Nous quittons Saint-Estèphe sous une belle lumière de printemps et redescendons le Médoc par la mythique « route des Châteaux » passant devant Cos d’Estournel et ses pagodes ; Lafite et son parc romantique, les deux Pichon et arrivons à Saint Julien en longeant le clos de Léoville Las Cases. Nous arrivons au Château Lagrange. La salle est peu remplie, ce qui nous permet de passer plus de temps avec les producteurs et de recueillir leurs impressions du millésime et de la campagne. Nous discutons longuement avec Patrick Maroteaux.

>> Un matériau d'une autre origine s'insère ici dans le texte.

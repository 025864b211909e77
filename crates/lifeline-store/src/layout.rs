use crate::records::MappingKind;
use crate::StoreError;
use serde::{Deserialize, Serialize};
use std::fs;
use std::io::Write;
use std::path::{Path, PathBuf};
use tempfile::NamedTempFile;

/// Current store format version. Incremented on incompatible layout changes.
pub const STORE_FORMAT_VERSION: u32 = 1;
const VERSION_FILE: &str = "version";

/// Directory layout of a file-backed Lifeline store.
///
/// Manages paths for state records, desired-state records, the two
/// config-mapping tables, and the store version marker. All subdirectories
/// are created lazily on [`initialize`](Self::initialize).
#[derive(Debug, Clone)]
pub struct StoreLayout {
    root: PathBuf,
}

#[derive(Debug, Serialize, Deserialize)]
struct StoreVersion {
    format_version: u32,
}

impl StoreLayout {
    pub fn new(root: impl Into<PathBuf>) -> Self {
        Self { root: root.into() }
    }

    #[inline]
    pub fn root(&self) -> &Path {
        &self.root
    }

    #[inline]
    pub fn state_dir(&self) -> PathBuf {
        self.root.join("store").join("state")
    }

    #[inline]
    pub fn desired_dir(&self) -> PathBuf {
        self.root.join("store").join("desired")
    }

    #[inline]
    pub fn mappings_dir(&self, kind: MappingKind) -> PathBuf {
        self.root
            .join("store")
            .join("configs")
            .join(kind.to_string())
    }

    #[inline]
    pub fn lock_file(&self) -> PathBuf {
        self.root.join("store").join(".lock")
    }

    pub fn initialize(&self) -> Result<(), StoreError> {
        fs::create_dir_all(self.state_dir())?;
        fs::create_dir_all(self.desired_dir())?;
        fs::create_dir_all(self.mappings_dir(MappingKind::Live))?;
        fs::create_dir_all(self.mappings_dir(MappingKind::Desired))?;

        let version_path = self.root.join("store").join(VERSION_FILE);
        if version_path.exists() {
            self.verify_version()?;
        } else {
            let ver = StoreVersion {
                format_version: STORE_FORMAT_VERSION,
            };
            let content = serde_json::to_string_pretty(&ver)?;
            let store_dir = self.root.join("store");
            let mut tmp = NamedTempFile::new_in(&store_dir)?;
            tmp.write_all(content.as_bytes())?;
            tmp.as_file().sync_all()?;
            tmp.persist(&version_path)
                .map_err(|e| StoreError::Io(e.error))?;
            crate::fsync_dir(&store_dir)?;
        }

        Ok(())
    }

    pub fn verify_version(&self) -> Result<(), StoreError> {
        let version_path = self.root.join("store").join(VERSION_FILE);
        let content = fs::read_to_string(&version_path)?;
        let ver: StoreVersion = serde_json::from_str(&content)?;

        if ver.format_version != STORE_FORMAT_VERSION {
            return Err(StoreError::VersionMismatch {
                expected: STORE_FORMAT_VERSION,
                found: ver.format_version,
            });
        }
        Ok(())
    }
}
pub mod completions;
pub mod dump;
pub mod event;
pub mod init;
pub mod inspect;
pub mod list;
pub mod remove;
pub mod set_desired;
pub mod set_state;

use lifeline_core::{Cluster, ServiceComponentHost, StoreLock, TagStalenessHelper};
use lifeline_schema::parse_manifest_file;
use lifeline_store::{FileStore, StoreLayout};
use std::fmt;
use std::path::{Path, PathBuf};
use std::sync::Arc;

pub const EXIT_SUCCESS: u8 = 0;
pub const EXIT_FAILURE: u8 = 1;
pub const EXIT_MANIFEST_ERROR: u8 = 2;
pub const EXIT_STORE_ERROR: u8 = 3;

/// Where the store lives and which manifest describes the cluster.
pub struct Session {
    store_path: PathBuf,
    manifest_path: PathBuf,
}

impl Session {
    pub fn new(store_path: PathBuf, manifest_path: PathBuf) -> Self {
        Self {
            store_path,
            manifest_path,
        }
    }

    pub fn store_path(&self) -> &Path {
        &self.store_path
    }

    /// Serialize mutating invocations against the same store.
    pub fn lock(&self) -> Result<StoreLock, String> {
        let layout = StoreLayout::new(&self.store_path);
        StoreLock::acquire(&layout.lock_file()).map_err(|e| format!("store lock: {e}"))
    }

    /// Parse the manifest, open the store and rebuild the cluster from both.
    pub fn load(&self) -> Result<Cluster, String> {
        let manifest = parse_manifest_file(&self.manifest_path).map_err(|e| {
            let msg = e.to_string();
            if msg.starts_with("manifest error:") {
                msg
            } else {
                format!("manifest error: {msg}")
            }
        })?;
        let store = FileStore::open(&self.store_path).map_err(|e| format!("store error: {e}"))?;
        Cluster::from_manifest(&manifest, Arc::new(store), Arc::new(TagStalenessHelper))
            .map_err(|e| e.to_string())
    }
}

/// A host component addressed as `SERVICE/COMPONENT@HOST`.
#[derive(Debug, Clone, PartialEq, Eq)]
pub struct Target {
    pub service: String,
    pub component: String,
    pub host: String,
}

impl Target {
    pub fn parse(input: &str) -> Result<Self, String> {
        let invalid = || format!("invalid target '{input}', expected SERVICE/COMPONENT@HOST");
        let (path, host) = input.split_once('@').ok_or_else(invalid)?;
        let (service, component) = path.split_once('/').ok_or_else(invalid)?;
        if service.is_empty() || component.is_empty() || host.is_empty() {
            return Err(invalid());
        }
        Ok(Self {
            service: service.to_owned(),
            component: component.to_owned(),
            host: host.to_owned(),
        })
    }

    pub fn resolve(&self, cluster: &Cluster) -> Result<Arc<ServiceComponentHost>, String> {
        cluster
            .host_component(&self.service, &self.component, &self.host)
            .map_err(|e| e.to_string())
    }

    /// Resolve and refuse host components that `init` has not persisted yet.
    pub fn resolve_persisted(&self, cluster: &Cluster) -> Result<Arc<ServiceComponentHost>, String> {
        let sch = self.resolve(cluster)?;
        if !sch.is_persisted() {
            return Err(format!(
                "{self} is not initialized in the store; run 'lifeline init' first"
            ));
        }
        Ok(sch)
    }
}

impl fmt::Display for Target {
    fn fmt(&self, f: &mut fmt::Formatter<'_>) -> fmt::Result {
        write!(f, "{}/{}@{}", self.service, self.component, self.host)
    }
}

pub fn json_pretty(value: &impl serde::Serialize) -> Result<String, String> {
    serde_json::to_string_pretty(value).map_err(|e| format!("JSON serialization failed: {e}"))
}

pub fn colorize_state(state: &str) -> String {
    use console::Style;
    match state {
        "STARTED" => Style::new().green().bold().apply_to(state).to_string(),
        "INSTALLED" => Style::new().green().apply_to(state).to_string(),
        "INSTALLING" | "STARTING" | "STOPPING" | "UPGRADING" | "UNINSTALLING" | "WIPING_OUT" => {
            Style::new().cyan().apply_to(state).to_string()
        }
        "INSTALL_FAILED" => Style::new().red().bold().apply_to(state).to_string(),
        "MAINTENANCE" => Style::new().blue().apply_to(state).to_string(),
        "INIT" | "UNINSTALLED" | "UNKNOWN" => Style::new().dim().apply_to(state).to_string(),
        other => other.to_owned(),
    }
}
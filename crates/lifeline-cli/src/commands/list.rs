use super::{colorize_state, json_pretty, Session, EXIT_SUCCESS};
use lifeline_core::HostComponentResponse;
use serde::Serialize;

#[derive(Serialize)]
struct ListEntry {
    #[serde(flatten)]
    response: HostComponentResponse,
    persisted: bool,
}

pub fn run(session: &Session, json: bool) -> Result<u8, String> {
    let cluster = session.load()?;
    let entries: Vec<ListEntry> = cluster
        .host_components()
        .iter()
        .map(|sch| ListEntry {
            response: sch.to_response(),
            persisted: sch.is_persisted(),
        })
        .collect();

    if json {
        println!("{}", json_pretty(&entries)?);
    } else if entries.is_empty() {
        println!("no host components found");
    } else {
        println!(
            "{:<12} {:<20} {:<20} {:<16} {:<12} {:<6} STACK",
            "SERVICE", "COMPONENT", "HOST", "STATE", "DESIRED", "STALE"
        );
        for entry in &entries {
            let r = &entry.response;
            let state = if entry.persisted {
                colorize_state(&r.live_state)
            } else {
                format!("{} (new)", r.live_state)
            };
            println!(
                "{:<12} {:<20} {:<20} {:<16} {:<12} {:<6} {}",
                r.service_name,
                r.component_name,
                r.host_name,
                state,
                r.desired_state,
                if r.stale_configs { "yes" } else { "no" },
                r.stack_version
            );
        }
    }
    Ok(EXIT_SUCCESS)
}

Le propriétaire de Branaire-Ducru nous fait part de l’effort de communication et des nombreux voyages qu’il mène avec l’union des grands crus pour promouvoir ses vins à l’étranger. Sur le millésime; il nous explique l’extrême sélection que ses équipes ont dû opérer. Son vin est fruité et charmeur. Fidèle à sa stratégie de prix, Branaire devrait s’échanger a un coût raisonnable. Nous apprécions particulièrement Léoville Barton, élégant, racé, un nez graphité et des tannins fondus. Avec un style très différent, Talbot est léger et délicat avec de notes florales attractives. Nous déjeunons sur place, Arums de Lagrange 2011, un vin simple et vivace marqué par la jeunesse de son fruit. Nous dégustons ensuite Lagrange 2003, une très belle matière et des arômes de fruit murs. Nous faisons route pour Châteaux Margaux.

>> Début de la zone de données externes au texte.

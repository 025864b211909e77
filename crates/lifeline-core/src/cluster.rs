//! Cluster, service, and component containers that own host components.
//!
//! Structural changes (adding or removing children) hold the cluster lock
//! exclusive; container reads take only the container's own lock and hand out
//! cloned `Arc`s so no container lock is ever held while a host-component
//! operation runs.

use crate::concurrency::ClusterLock;
use crate::host_component::ServiceComponentHost;
use crate::lifecycle::{check_config_update, ConfigUpdateCheck};
use crate::persistence::{PersistedHostComponent, PersistenceBridge};
use crate::staleness::StalenessHelper;
use crate::CoreError;
use lifeline_schema::{
    validate_config_versions, validate_name, ClusterManifest, ComponentName, ConfigVersions,
    HostName, ServiceName, StackId, State,
};
use lifeline_store::ComponentStore;
use parking_lot::RwLock;
use std::collections::{BTreeMap, BTreeSet};
use std::fmt::Write as _;
use std::sync::Arc;
use tracing::{debug, info, warn};

/// Lookup of the hosts registered in a cluster.
pub trait HostDirectory: Send + Sync {
    fn has_host(&self, host_name: &str) -> bool;
}

/// State shared by everything inside one cluster: identity, the cluster-wide
/// lock, and the injected store and staleness collaborators.
pub struct ClusterContext {
    id: i64,
    name: String,
    lock: ClusterLock,
    bridge: PersistenceBridge,
    staleness: Arc<dyn StalenessHelper>,
    hosts: RwLock<BTreeSet<HostName>>,
}

impl ClusterContext {
    pub fn id(&self) -> i64 {
        self.id
    }

    pub fn name(&self) -> &str {
        &self.name
    }

    pub fn lock(&self) -> &ClusterLock {
        &self.lock
    }

    pub fn bridge(&self) -> &PersistenceBridge {
        &self.bridge
    }

    pub fn staleness(&self) -> &dyn StalenessHelper {
        self.staleness.as_ref()
    }
}

impl HostDirectory for ClusterContext {
    fn has_host(&self, host_name: &str) -> bool {
        self.hosts.read().contains(&HostName::from(host_name))
    }
}

struct ComponentInner {
    desired_configs: ConfigVersions,
    desired_stack_version: StackId,
    host_components: BTreeMap<HostName, Arc<ServiceComponentHost>>,
}

/// One component of a service, holding its host components.
pub struct ServiceComponent {
    ctx: Arc<ClusterContext>,
    service_name: ServiceName,
    name: ComponentName,
    client_only: bool,
    inner: RwLock<ComponentInner>,
}
use lifeline_schema::{ComponentName, HostName, ServiceName, StackId, State};
use serde::{Deserialize, Serialize};
use std::fmt;

/// Identity of a host component: one component of one service on one host.
#[derive(Debug, Clone, PartialEq, Eq, Hash, PartialOrd, Ord, Serialize, Deserialize)]
pub struct HostComponentKey {
    pub cluster_id: i64,
    pub service_name: ServiceName,
    pub component_name: ComponentName,
    pub host_name: HostName,
}

impl HostComponentKey {
    pub fn new(
        cluster_id: i64,
        service_name: impl Into<ServiceName>,
        component_name: impl Into<ComponentName>,
        host_name: impl Into<HostName>,
    ) -> Self {
        Self {
            cluster_id,
            service_name: service_name.into(),
            component_name: component_name.into(),
            host_name: host_name.into(),
        }
    }

    /// Stable storage identifier: blake3 over the canonical key.
    ///
    /// Names may contain characters that are awkward in file names, so
    /// backends address records by this digest instead.
    pub fn storage_id(&self) -> String {
        let canonical = format!(
            "{}\0{}\0{}\0{}",
            self.cluster_id, self.service_name, self.component_name, self.host_name
        );
        blake3::hash(canonical.as_bytes()).to_hex().to_string()
    }
}

impl fmt::Display for HostComponentKey {
    fn fmt(&self, f: &mut fmt::Formatter<'_>) -> fmt::Result {
        write!(
            f,
            "clusterId={}, serviceName={}, componentName={}, hostname={}",
            self.cluster_id, self.service_name, self.component_name, self.host_name
        )
    }
}

/// Persisted current (observed) state of a host component.
#[derive(Debug, Clone, PartialEq, Eq, Serialize, Deserialize)]
pub struct HostComponentStateRecord {
    pub key: HostComponentKey,
    pub current_state: State,
    #[serde(default)]
    pub current_stack_version: StackId,
    pub updated_at: String,
}

impl HostComponentStateRecord {
    pub fn new(key: HostComponentKey, current_state: State) -> Self {
        Self {
            key,
            current_state,
            current_stack_version: StackId::default(),
            updated_at: chrono::Utc::now().to_rfc3339(),
        }
    }

    pub fn touch(&mut self) {
        self.updated_at = chrono::Utc::now().to_rfc3339();
    }
}

/// Persisted desired (target) state of a host component.
#[derive(Debug, Clone, PartialEq, Eq, Serialize, Deserialize)]
pub struct HostComponentDesiredStateRecord {
    pub key: HostComponentKey,
    pub desired_state: State,
    #[serde(default)]
    pub desired_stack_version: StackId,
    pub updated_at: String,
}

impl HostComponentDesiredStateRecord {
    pub fn new(key: HostComponentKey, desired_state: State) -> Self {
        Self {
            key,
            desired_state,
            desired_stack_version: StackId::default(),
            updated_at: chrono::Utc::now().to_rfc3339(),
        }
    }

    pub fn touch(&mut self) {
        self.updated_at = chrono::Utc::now().to_rfc3339();
    }
}

/// Which configuration-mapping table a record belongs to.
#[derive(Debug, Clone, Copy, PartialEq, Eq, Hash, Serialize, Deserialize)]
#[serde(rename_all = "snake_case")]
pub enum MappingKind {
    /// Versions currently live on the host.
    Live,
    /// Host-level desired versions.
    Desired,
}

impl fmt::Display for MappingKind {
    fn fmt(&self, f: &mut fmt::Formatter<'_>) -> fmt::Result {
        match self {
            MappingKind::Live => write!(f, "live"),
            MappingKind::Desired => write!(f, "desired"),
        }
    }
}

/// One config type mapped to a version tag for a host component.
#[derive(Debug, Clone, PartialEq, Eq, Serialize, Deserialize)]
pub struct ConfigMappingRecord {
    pub key: HostComponentKey,
    pub config_type: String,
    pub version_tag: String,
    /// Milliseconds since the Unix epoch of the last write.
    pub timestamp: i64,
}

impl ConfigMappingRecord {
    pub fn new(
        key: HostComponentKey,
        config_type: impl Into<String>,
        version_tag: impl Into<String>,
        timestamp: i64,
    ) -> Self {
        Self {
            key,
            config_type: config_type.into(),
            version_tag: version_tag.into(),
            timestamp,
        }
    }
}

Chantier oblige, la dégustation est organisée dans l’orangerie du 17éme siècle récemment restaurée. Nous découvrons les plans des futurs chais dessinés par Norman Foster et l’impressionnante œnothèque souterraine de 80 mètres de long. Nous commençons la dégustation par les rouges. Château Margaux se montre soyeux, avec des tanins à peine perceptibles, très fin, des notes de fruit rouge et de menthe. Aucun merlot n’est intégré dans le grand vin et les rendements frôlent à peine les 22 hecto/ha! Le Pavillon Rouge se goûte également bien, plus rond, moins complexe. Nous terminons par le Pavillon Blanc où seulement 40% des 13 ha récoltés ont été utilisé. Grande fraicheur alliée à une structure riche. Délicieux et fin.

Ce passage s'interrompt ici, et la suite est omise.